Small Area Estimation of General Parameter under Complex Surveys and Nonignorable Missing Response
Conference
64th ISI World Statistics Congress
Format: IPS Abstract
Keywords: sae
Session: IPS 460 - Inference under Informative Sample Designs
Monday 17 July 10 a.m. - noon (Canada/Eastern)
Abstract
Two-stage sampling is frequently used in the health and social sciences. Classical theory underlying the use of this sampling mechanism involves simple random sampling for each of the two stages or unequal probabilities of selection at one or more of the two stages. In such cases the relationship between the response variable and the covariates in the sample is the same as modeled for the population.
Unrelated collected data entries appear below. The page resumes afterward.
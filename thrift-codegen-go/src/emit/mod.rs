//! Go emitters.
//!
//! One [`GoEmitter`] renders one program into a single Go source file. The
//! declaration kinds live in their own modules; this one holds the file
//! header and the small helpers they share.

mod codec;
mod consts;
mod enums;
mod services;
mod structs;

use thriftgen_ast::{Const, Enum, Program, Service, Struct, Typedef};
use thriftgen_codegen::{
    Result, builder::CodeBuilder, driver::ProgramVisitor, generation::ImportCollector,
};
use thriftgen_core::GENERATOR_NAME;

use crate::{
    options::{GoOptions, GoPackage},
    syntax::GoSyntax,
    type_mapper::GoTypeMapper,
};

/// Accumulates the Go source of one program.
pub(crate) struct GoEmitter<'a> {
    program: &'a Program,
    options: &'a GoOptions,
    mapper: &'a GoTypeMapper,
    imports: &'a ImportCollector,
    package: &'a GoPackage,
    out: CodeBuilder,
    temp: usize,
}

impl<'a> GoEmitter<'a> {
    pub fn new(
        program: &'a Program,
        options: &'a GoOptions,
        mapper: &'a GoTypeMapper,
        imports: &'a ImportCollector,
        package: &'a GoPackage,
    ) -> Self {
        Self {
            program,
            options,
            mapper,
            imports,
            package,
            out: CodeBuilder::go(),
            temp: 0,
        }
    }

    pub fn into_source(self) -> String {
        self.out.build()
    }

    fn syntax(&self) -> GoSyntax<'a> {
        GoSyntax {
            mapper: self.mapper,
            program: self.program,
        }
    }

    fn line(&mut self, s: impl AsRef<str>) {
        self.out.push_line(s.as_ref());
    }

    fn blank(&mut self) {
        self.out.push_blank();
    }

    /// Line ending in `{`, then indent.
    fn open(&mut self, s: impl AsRef<str>) {
        self.out.push_line(s.as_ref()).push_indent();
    }

    /// Dedent, then the closing line.
    fn close(&mut self, s: impl AsRef<str>) {
        self.out.push_dedent().push_line(s.as_ref());
    }

    fn doc(&mut self, doc: Option<&str>) {
        if let Some(doc) = doc {
            self.out.push_comment("//", doc);
        }
    }

    /// A local variable name unique within the file.
    fn fresh(&mut self, prefix: &str) -> String {
        let name = format!("{}{}", prefix, self.temp);
        self.temp += 1;
        name
    }

    fn header(&mut self) {
        let program = self.program;
        let imports = self.imports;

        self.line(format!(
            "// Code generated by {}. DO NOT EDIT.",
            GENERATOR_NAME
        ));
        self.blank();
        self.doc(program.doc.as_deref());
        self.line(format!("package {}", self.package.name));
        self.blank();

        // Standard library imports carry no alias; the runtime and other
        // programs' packages always do.
        let (std, external): (Vec<_>, Vec<_>) =
            imports.iter().partition(|(_, aliases)| aliases.is_empty());

        self.open("import (");
        for (module, _) in &std {
            self.line(format!("\"{}\"", module));
        }
        if !std.is_empty() && !external.is_empty() {
            self.blank();
        }
        for (module, aliases) in &external {
            if let Some(alias) = aliases.first() {
                self.line(format!("{} \"{}\"", alias, module));
            }
        }
        self.close(")");
        self.blank();

        self.line("// Keep every import used, whatever the program declares.");
        self.line("var _ = thrift.ZERO");
        self.line("var _ = fmt.Printf");
        self.line("var _ = context.Background");
        if self.options.log_unexpected {
            self.line("var _ = log.Printf");
        }
    }
}

impl ProgramVisitor for GoEmitter<'_> {
    fn begin(&mut self, _program: &Program) -> Result<()> {
        self.header();
        Ok(())
    }

    fn visit_typedef(&mut self, typedef: &Typedef) -> Result<()> {
        self.blank();
        self.emit_typedef(typedef);
        Ok(())
    }

    fn visit_enum(&mut self, def: &Enum) -> Result<()> {
        self.blank();
        self.emit_enum(def);
        Ok(())
    }

    fn visit_consts(&mut self, consts: &[Const]) -> Result<()> {
        self.emit_consts(consts)
    }

    fn visit_struct(&mut self, def: &Struct) -> Result<()> {
        self.emit_struct(def, Default::default())
    }

    fn visit_service(&mut self, service: &Service) -> Result<()> {
        self.emit_service(service)
    }
}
When the selection probabilities are related to the values of the response variable, even after conditioning on concomitant variables included in the population model, the sample design is defined as informative. This may result in selection bias and, consequently, the relationship between the response variable and the covariates in the sample may differ from that in the population model. Thus, standard estimates of the population model parameters may be severely biased, leading possibly to false inference. This paper considers the effects of informative sampling at the first stage of sampling and nonignorable missing response at the second stage of sampling, on estimation and prediction of general parameter when dealing with small area estimation. The analytical framework developed to understand the inferential problems raised by informative sampling and nonignorable nonresponse is also fruitful in understanding the problem of selection bias.